A hot commodity today is tapeless workflow, which Avid is taking a lead on (while not forgetting legacy tape-based workflows). With MC 5.5.2, I Linked to AMA File and mounted a few Red-based R3D files, QuickTimes — including Apple’s ProRes wrapped H.264s, even Canon’s 5D, 7D and T2i flavored H.264s. To help future-proof the AMA architecture with new technologies, we are now able download additional AMA plug-in updates from — I downloaded and installed the Red R3D plug-in quickly. I was using R3D files via AMA within five to seven minutes — no reboot needed.

Being new to the Media Composer 5 family, I found the updated trim tools very intriguing. They include rolling trim (classic Avid trim style) or a ripple edit, more of a style seen in Premiere Pro and Final Cut Pro. Furthermore, Media Composer 5.5 has added a transition tool — visually they look like audio keyframes in the timeline — the transition in and out points can be adjusted within the timeline, no need to draw up the Transition Dialogue, but if you do, you will find a new sidebar allowing the editor to select the tracks to apply the transition to, i.e. V1, A1, etc. For those who do not know, when using the segment tool (within MC 5) to move a clip in the timeline, transitions of old Media Composer projects would be deleted, but transitions now stay in time — it seems miniscule but is very handy. 


Avid’s breakthrough of PhraseFind and continuation of ScriptSync have furthered the sport of editing inside Media Composer.

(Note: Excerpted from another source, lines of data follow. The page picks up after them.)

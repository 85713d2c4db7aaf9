// SPDX-FileCopyrightText: 2026 Atenea Contributors
// SPDX-License-Identifier: MIT OR Apache-2.0

//! SQLite implementation of the StorageAdapter trait.

use async_trait::async_trait;
use chrono::{DateTime, Utc};
use tokio::sync::OnceCell;
use tracing::debug;

use atenea_config::model::StorageConfig;
use atenea_core::types::RoomStatus;
use atenea_core::{AdapterType, AteneaError, HealthStatus, PluginAdapter, StorageAdapter};

use crate::database::{Database, map_tr_err};
use crate::models::{
    AppendOutcome, Attention, AutomaticMessage, ChannelInfo, ChannelState, Citizen, CompletedRoom,
    ConsultType, HandoffEvent, Message, NewAttention, NewCitizen, NewMessage, NewRoom,
    OpenedAttention, PresenceRecord, QueryRecord, Room, RoomFilter, Survey, VicidialUser,
};
use crate::queries;

/// SQLite-backed storage adapter.
///
/// Wraps a [`Database`] handle and delegates all query operations to the
/// typed query modules. The database is lazily initialized on the first
/// call to [`StorageAdapter::initialize`].
pub struct SqliteStorage {
    config: StorageConfig,
    db: OnceCell<Database>,
}

impl SqliteStorage {
    /// Create a new SqliteStorage with the given configuration.
    ///
    /// The database connection is not opened until [`initialize`] is called.
    pub fn new(config: StorageConfig) -> Self {
        Self {
            config,
            db: OnceCell::new(),
        }
    }

    /// Returns a reference to the underlying Database, or an error if not initialized.
    fn db(&self) -> Result<&Database, AteneaError> {
        self.db.get().ok_or_else(|| AteneaError::Storage {
            source: "storage not initialized -- call initialize() first".into(),
        })
    }

    async fn checkpoint(db: &Database) -> Result<(), AteneaError> {
        db.connection()
            .call(|conn| -> Result<(), rusqlite::Error> {
                conn.execute_batch("PRAGMA wal_checkpoint(TRUNCATE);")?;
                Ok(())
            })
            .await
            .map_err(map_tr_err)
    }
}

#[async_trait]
impl PluginAdapter for SqliteStorage {
    fn name(&self) -> &str {
        "sqlite"
    }

    fn version(&self) -> semver::Version {
        semver::Version::new(0, 1, 0)
    }

    fn adapter_type(&self) -> AdapterType {
        AdapterType::Storage
    }

    async fn health_check(&self) -> Result<HealthStatus, AteneaError> {
        let db = self.db()?;
        db.connection()
            .call(|conn| -> Result<(), rusqlite::Error> {
                conn.execute_batch("SELECT 1;")?;
                Ok(())
            })
            .await
            .map_err(map_tr_err)?;
        Ok(HealthStatus::Healthy)
    }

    async fn shutdown(&self) -> Result<(), AteneaError> {
        if let Some(db) = self.db.get() {
            Self::checkpoint(db).await?;
            debug!("shutdown: WAL checkpoint complete");
        }
        Ok(())
    }
}

#[async_trait]
impl StorageAdapter for SqliteStorage {
    async fn initialize(&self) -> Result<(), AteneaError> {
        let db = Database::open_with(&self.config.database_path, self.config.wal_mode).await?;
        self.db.set(db).map_err(|_| AteneaError::Storage {
            source: "storage already initialized".into(),
        })?;
        debug!(path = %self.config.database_path, "SQLite storage initialized");
        Ok(())
    }

    async fn close(&self) -> Result<(), AteneaError> {
        Self::checkpoint(self.db()?).await?;
        debug!("WAL checkpoint complete");
        Ok(())
    }

    // --- Catalog ---

    async fn sync_channels(&self, channels: &[ChannelInfo]) -> Result<(), AteneaError> {
        queries::catalog::sync_channels(self.db()?, channels.to_vec()).await
    }

    async fn get_channel(&self, code: &str) -> Result<Option<ChannelInfo>, AteneaError> {
        queries::catalog::get_channel(self.db()?, code).await
    }

    async fn list_channels(&self) -> Result<Vec<ChannelInfo>, AteneaError> {
        queries::catalog::list_channels(self.db()?).await
    }

    async fn sync_consult_types(&self, types: &[ConsultType]) -> Result<(), AteneaError> {
        queries::catalog::sync_consult_types(self.db()?, types.to_vec()).await
    }

    async fn get_consult_type(&self, id: i64) -> Result<Option<ConsultType>, AteneaError> {
        queries::catalog::get_consult_type(self.db()?, id).await
    }

    async fn sync_channel_states(&self, states: &[ChannelState]) -> Result<(), AteneaError> {
        queries::catalog::sync_channel_states(self.db()?, states.to_vec()).await
    }

    async fn get_channel_state(&self, id: &str) -> Result<Option<ChannelState>, AteneaError> {
        queries::catalog::get_channel_state(self.db()?, id).await
    }

    async fn sync_automatic_messages(
        &self,
        messages: &[AutomaticMessage],
    ) -> Result<(), AteneaError> {
        queries::catalog::sync_automatic_messages(self.db()?, messages.to_vec()).await
    }

    async fn automatic_messages(
        &self,
        channel_category: &str,
        name: &str,
    ) -> Result<Vec<AutomaticMessage>, AteneaError> {
        queries::catalog::automatic_messages(self.db()?, channel_category, name).await
    }

    // --- Citizens ---

    async fn find_or_create_citizen(&self, citizen: &NewCitizen) -> Result<Citizen, AteneaError> {
        queries::citizens::find_or_create(self.db()?, citizen.clone()).await
    }

    async fn get_citizen(&self, id: &str) -> Result<Option<Citizen>, AteneaError> {
        queries::citizens::get(self.db()?, id).await
    }

    async fn find_citizen_by_document(
        &self,
        document_type: &str,
        document_number: &str,
    ) -> Result<Option<Citizen>, AteneaError> {
        queries::citizens::find_by_document(self.db()?, document_type, document_number).await
    }

    async fn set_citizen_document(
        &self,
        id: &str,
        document_type: &str,
        document_number: &str,
        actor: &str,
        at: DateTime<Utc>,
    ) -> Result<bool, AteneaError> {
        queries::citizens::set_document(self.db()?, id, document_type, document_number, actor, at)
            .await
    }

    // --- Rooms ---

    async fn find_or_create_room(&self, room: &NewRoom) -> Result<Room, AteneaError> {
        queries::rooms::find_or_create(self.db()?, room.clone()).await
    }

    async fn get_room(&self, id: &str) -> Result<Option<Room>, AteneaError> {
        queries::rooms::get(self.db()?, id).await
    }

    async fn list_rooms(&self, filter: &RoomFilter) -> Result<Vec<Room>, AteneaError> {
        queries::rooms::list(self.db()?, filter.clone()).await
    }

    async fn update_room_status(
        &self,
        id: &str,
        expected: RoomStatus,
        next: RoomStatus,
        actor: &str,
        at: DateTime<Utc>,
    ) -> Result<bool, AteneaError> {
        queries::rooms::update_status(self.db()?, id, expected, next, actor, at).await
    }

    async fn complete_room(
        &self,
        id: &str,
        expected: RoomStatus,
        close_reason: &str,
        actor: &str,
        at: DateTime<Utc>,
    ) -> Result<Option<CompletedRoom>, AteneaError> {
        queries::rooms::complete(self.db()?, id, expected, close_reason, actor, at).await
    }

    async fn apply_handoff(
        &self,
        event: &HandoffEvent,
        assign_user: Option<&str>,
        actor: &str,
    ) -> Result<Option<Room>, AteneaError> {
        queries::rooms::apply_handoff(
            self.db()?,
            event.clone(),
            assign_user.map(String::from),
            actor,
        )
        .await
    }

    async fn assign_room_user(
        &self,
        id: &str,
        user_id: &str,
        at: DateTime<Utc>,
    ) -> Result<Option<Room>, AteneaError> {
        queries::rooms::assign_user(self.db()?, id, user_id, at).await
    }

    async fn record_failed_turn(&self, id: &str, at: DateTime<Utc>) -> Result<u32, AteneaError> {
        queries::rooms::record_failed_turn(self.db()?, id, at).await
    }

    async fn reset_failed_turns(&self, id: &str) -> Result<(), AteneaError> {
        queries::rooms::reset_failed_turns(self.db()?, id).await
    }

    async fn list_handoff_events(&self, room_id: &str) -> Result<Vec<HandoffEvent>, AteneaError> {
        queries::handoffs::list(self.db()?, room_id).await
    }

    // --- Attentions ---

    async fn open_or_get_attention(
        &self,
        attention: &NewAttention,
    ) -> Result<OpenedAttention, AteneaError> {
        queries::attentions::open_or_get(self.db()?, attention.clone()).await
    }

    async fn get_attention(&self, id: &str) -> Result<Option<Attention>, AteneaError> {
        queries::attentions::get(self.db()?, id).await
    }

    async fn open_attention(&self, room_id: &str) -> Result<Option<Attention>, AteneaError> {
        queries::attentions::open_for_room(self.db()?, room_id).await
    }

    async fn latest_attention(&self, room_id: &str) -> Result<Option<Attention>, AteneaError> {
        queries::attentions::latest_for_room(self.db()?, room_id).await
    }

    async fn classify_attention(
        &self,
        id: &str,
        consult_type_id: i64,
        detail: Option<&str>,
        actor: &str,
        at: DateTime<Utc>,
    ) -> Result<bool, AteneaError> {
        queries::attentions::classify(
            self.db()?,
            id,
            consult_type_id,
            detail.map(String::from),
            actor,
            at,
        )
        .await
    }

    async fn close_attention(
        &self,
        id: &str,
        close_reason: Option<&str>,
        actor: &str,
        at: DateTime<Utc>,
    ) -> Result<bool, AteneaError> {
        queries::attentions::close(self.db()?, id, close_reason.map(String::from), actor, at).await
    }

    async fn count_open_attentions(&self, room_id: &str) -> Result<u64, AteneaError> {
        queries::attentions::count_open(self.db()?, room_id).await
    }

    // --- Messages ---

    async fn append_message(&self, message: &NewMessage) -> Result<AppendOutcome, AteneaError> {
        queries::messages::append(self.db()?, message.clone()).await
    }

    async fn get_message(&self, id: &str) -> Result<Option<Message>, AteneaError> {
        queries::messages::get(self.db()?, id).await
    }

    async fn find_message_by_external_id(
        &self,
        channel: &str,
        external_message_id: &str,
    ) -> Result<Option<Message>, AteneaError> {
        queries::messages::find_by_external_id(self.db()?, channel, external_message_id).await
    }

    async fn mark_messages_read(
        &self,
        ids: &[String],
        reader: &str,
        at: DateTime<Utc>,
    ) -> Result<u64, AteneaError> {
        queries::messages::mark_read(self.db()?, ids.to_vec(), reader, at).await
    }

    async fn unread_count(&self, room_id: &str) -> Result<u64, AteneaError> {
        queries::messages::unread_count(self.db()?, room_id).await
    }

    async fn list_room_messages(&self, room_id: &str) -> Result<Vec<Message>, AteneaError> {
        queries::messages::list_for_room(self.db()?, room_id).await
    }

    async fn list_attention_messages(
        &self,
        attention_id: &str,
    ) -> Result<Vec<Message>, AteneaError> {
        queries::messages::list_for_attention(self.db()?, attention_id).await
    }

    async fn last_message(&self, room_id: &str) -> Result<Option<Message>, AteneaError> {
        queries::messages::last_for_room(self.db()?, room_id).await
    }

    // --- Presence ---

    async fn create_vicidial_user(&self, user: &VicidialUser) -> Result<(), AteneaError> {
        queries::presence::create_user(self.db()?, user.clone()).await
    }

    async fn get_vicidial_user(&self, id: &str) -> Result<Option<VicidialUser>, AteneaError> {
        queries::presence::get_user(self.db()?, id).await
    }

    async fn find_vicidial_user_by_actor(
        &self,
        user_id: &str,
    ) -> Result<Option<VicidialUser>, AteneaError> {
        queries::presence::find_by_actor(self.db()?, user_id).await
    }

    async fn last_presence_record(
        &self,
        vicidial_user_id: &str,
    ) -> Result<Option<PresenceRecord>, AteneaError> {
        queries::presence::last_record(self.db()?, vicidial_user_id).await
    }

    async fn record_presence_transition(
        &self,
        record: &PresenceRecord,
    ) -> Result<bool, AteneaError> {
        queries::presence::record_transition(self.db()?, record.clone()).await
    }

    async fn presence_history(
        &self,
        vicidial_user_id: &str,
    ) -> Result<Vec<PresenceRecord>, AteneaError> {
        queries::presence::history(self.db()?, vicidial_user_id).await
    }

    // --- Query history and surveys ---

    async fn insert_query_record(&self, record: &QueryRecord) -> Result<(), AteneaError> {
        queries::records::insert_query(self.db()?, record.clone()).await
    }

    async fn list_query_records(
        &self,
        attention_id: &str,
    ) -> Result<Vec<QueryRecord>, AteneaError> {
        queries::records::list_queries(self.db()?, attention_id).await
    }

    async fn insert_survey(&self, survey: &Survey) -> Result<bool, AteneaError> {
        queries::records::insert_survey(self.db()?, survey.clone()).await
    }

    async fn get_survey(&self, attention_id: &str) -> Result<Option<Survey>, AteneaError> {
        queries::records::get_survey(self.db()?, attention_id).await
    }
}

PhraseFind, a feature that can be added for an additional price, has helped the dynamicity within the Media Composer application. PhraseFind allows the editor to find (Shortcut: ctrl+F) a phrase that was spoken on any clip that was imported/digitized into Media Composer, a giant time saver for the reality/news editor within us. ScriptSync is a great feature that allows a “paper” script to be imported into Media Composer and analyzed against the footage to align with what is said. Click on the script where a line is said — timeline will jump to that point on the clip.


The post industry is in a strange flux — currently bridging and trying to complete the transition from tape to tapeless workflows while still upholding legacy tape formats, undertaking resolutions that mimic film and embracing tons of processing cores and GBs of RAM. Media Composer still has room for advancements but those are coming. I recently attended an event Avid held at Warner Bros. where they showed DNX 4:4:4, 4K and higher projects, a 64-bit version and further third-party integration.

Avid Media Composer is a rock solid, reliable platform that editors trust in an industry that evolves and advances minute by minute.